START Raw data
use super::*;

#[test]
fn memory_store_starts_empty() {
    let store = MemoryStore::default();
    assert_eq!(store.get("theme"), None);
}

#[test]
fn memory_store_overwrites() {
    let mut store = MemoryStore::with_entry("theme", "dark");
    assert_eq!(store.get("theme").as_deref(), Some("dark"));
    store.set("theme", "light");
    assert_eq!(store.get("theme").as_deref(), Some("light"));
}
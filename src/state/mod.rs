//! Explicit per-component state.
//!
//! DESIGN
//! ======
//! Each enhancement owns its state here as plain data. Body classes, ARIA
//! attributes and icon classes are projections computed from these types,
//! never read back from the DOM.

pub mod drawer;
pub mod search;
pub mod spy;
pub mod theme;
pub mod toast;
END Raw data
Filter the preceding entries down to the lines with "Some".

    assert_eq!(store.get("theme").as_deref(), Some("dark"));
    assert_eq!(store.get("theme").as_deref(), Some("light"));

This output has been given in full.